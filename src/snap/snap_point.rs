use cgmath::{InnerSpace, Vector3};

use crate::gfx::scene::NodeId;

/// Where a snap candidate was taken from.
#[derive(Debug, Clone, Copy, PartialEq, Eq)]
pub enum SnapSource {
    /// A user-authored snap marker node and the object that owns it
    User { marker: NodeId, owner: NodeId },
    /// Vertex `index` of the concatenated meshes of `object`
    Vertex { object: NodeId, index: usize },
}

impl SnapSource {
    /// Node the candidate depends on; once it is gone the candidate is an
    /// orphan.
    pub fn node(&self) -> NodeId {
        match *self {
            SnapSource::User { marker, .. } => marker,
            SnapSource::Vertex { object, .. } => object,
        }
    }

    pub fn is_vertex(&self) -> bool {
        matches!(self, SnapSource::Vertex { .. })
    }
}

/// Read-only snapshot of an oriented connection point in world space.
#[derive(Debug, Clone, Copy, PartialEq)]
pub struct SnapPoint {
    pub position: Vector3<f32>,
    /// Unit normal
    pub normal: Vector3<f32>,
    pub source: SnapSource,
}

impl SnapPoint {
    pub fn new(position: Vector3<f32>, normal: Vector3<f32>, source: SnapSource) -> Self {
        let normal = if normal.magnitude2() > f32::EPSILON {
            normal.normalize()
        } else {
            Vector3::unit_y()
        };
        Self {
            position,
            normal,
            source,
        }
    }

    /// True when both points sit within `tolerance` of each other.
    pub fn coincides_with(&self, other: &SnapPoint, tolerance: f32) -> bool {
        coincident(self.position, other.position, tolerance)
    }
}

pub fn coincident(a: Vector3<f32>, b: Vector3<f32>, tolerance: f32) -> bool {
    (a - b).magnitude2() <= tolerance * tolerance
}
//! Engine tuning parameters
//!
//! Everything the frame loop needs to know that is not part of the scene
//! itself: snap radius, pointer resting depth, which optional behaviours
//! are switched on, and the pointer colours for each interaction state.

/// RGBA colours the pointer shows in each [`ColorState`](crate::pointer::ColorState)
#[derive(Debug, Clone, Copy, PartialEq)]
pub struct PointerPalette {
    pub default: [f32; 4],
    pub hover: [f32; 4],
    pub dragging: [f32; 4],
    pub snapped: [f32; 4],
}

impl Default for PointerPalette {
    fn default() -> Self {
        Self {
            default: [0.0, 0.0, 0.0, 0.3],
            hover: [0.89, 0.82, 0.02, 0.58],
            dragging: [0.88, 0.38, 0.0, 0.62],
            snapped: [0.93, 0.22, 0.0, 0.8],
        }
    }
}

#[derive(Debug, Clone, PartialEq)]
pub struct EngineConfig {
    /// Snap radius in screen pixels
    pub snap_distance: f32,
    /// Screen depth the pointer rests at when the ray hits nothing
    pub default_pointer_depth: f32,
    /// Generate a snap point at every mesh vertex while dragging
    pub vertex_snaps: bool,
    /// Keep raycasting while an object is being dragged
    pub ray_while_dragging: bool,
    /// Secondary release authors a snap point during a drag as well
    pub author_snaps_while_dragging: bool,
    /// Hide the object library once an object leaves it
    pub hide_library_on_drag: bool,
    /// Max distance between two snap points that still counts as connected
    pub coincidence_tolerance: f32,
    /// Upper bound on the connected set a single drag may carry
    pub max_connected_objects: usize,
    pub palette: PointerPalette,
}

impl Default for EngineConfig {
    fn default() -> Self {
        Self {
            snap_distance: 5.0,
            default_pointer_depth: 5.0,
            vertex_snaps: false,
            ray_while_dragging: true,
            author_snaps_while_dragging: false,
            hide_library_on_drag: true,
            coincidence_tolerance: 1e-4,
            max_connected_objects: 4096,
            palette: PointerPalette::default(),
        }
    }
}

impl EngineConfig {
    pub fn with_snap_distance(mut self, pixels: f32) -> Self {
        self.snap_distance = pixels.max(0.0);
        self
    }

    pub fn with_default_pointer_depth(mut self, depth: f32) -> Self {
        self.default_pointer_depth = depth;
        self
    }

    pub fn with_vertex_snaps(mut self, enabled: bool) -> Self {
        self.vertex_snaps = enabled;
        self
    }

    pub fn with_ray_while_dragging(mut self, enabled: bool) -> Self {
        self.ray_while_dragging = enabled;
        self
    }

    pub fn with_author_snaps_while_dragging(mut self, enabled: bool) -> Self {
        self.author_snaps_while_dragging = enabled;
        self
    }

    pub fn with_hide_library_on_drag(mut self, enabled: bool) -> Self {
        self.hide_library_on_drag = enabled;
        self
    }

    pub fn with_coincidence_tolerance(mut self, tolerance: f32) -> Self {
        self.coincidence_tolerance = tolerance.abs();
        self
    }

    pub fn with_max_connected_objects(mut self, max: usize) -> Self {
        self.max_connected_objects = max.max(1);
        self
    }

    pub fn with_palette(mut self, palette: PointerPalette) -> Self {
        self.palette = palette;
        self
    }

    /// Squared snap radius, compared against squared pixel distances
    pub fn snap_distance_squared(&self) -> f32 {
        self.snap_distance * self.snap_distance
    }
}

---

• [EXERCISE GOAL] Everything starting at the line containing "pub default: [f32;" and ending at the line containing "is being dragged" in the records above should be repeated exactly, and only that.

• [COMPLETED TASK]
    pub default: [f32; 4],
    pub hover: [f32; 4],
    pub dragging: [f32; 4],
    pub snapped: [f32; 4],
}

impl Default for PointerPalette {
    fn default() -> Self {
        Self {
            default: [0.0, 0.0, 0.0, 0.3],
            hover: [0.89, 0.82, 0.02, 0.58],
            dragging: [0.88, 0.38, 0.0, 0.62],
            snapped: [0.93, 0.22, 0.0, 0.8],
        }
    }
}

#[derive(Debug, Clone, PartialEq)]
pub struct EngineConfig {
    /// Snap radius in screen pixels
    pub snap_distance: f32,
    /// Screen depth the pointer rests at when the ray hits nothing
    pub default_pointer_depth: f32,
    /// Generate a snap point at every mesh vertex while dragging
    pub vertex_snaps: bool,
    /// Keep raycasting while an object is being dragged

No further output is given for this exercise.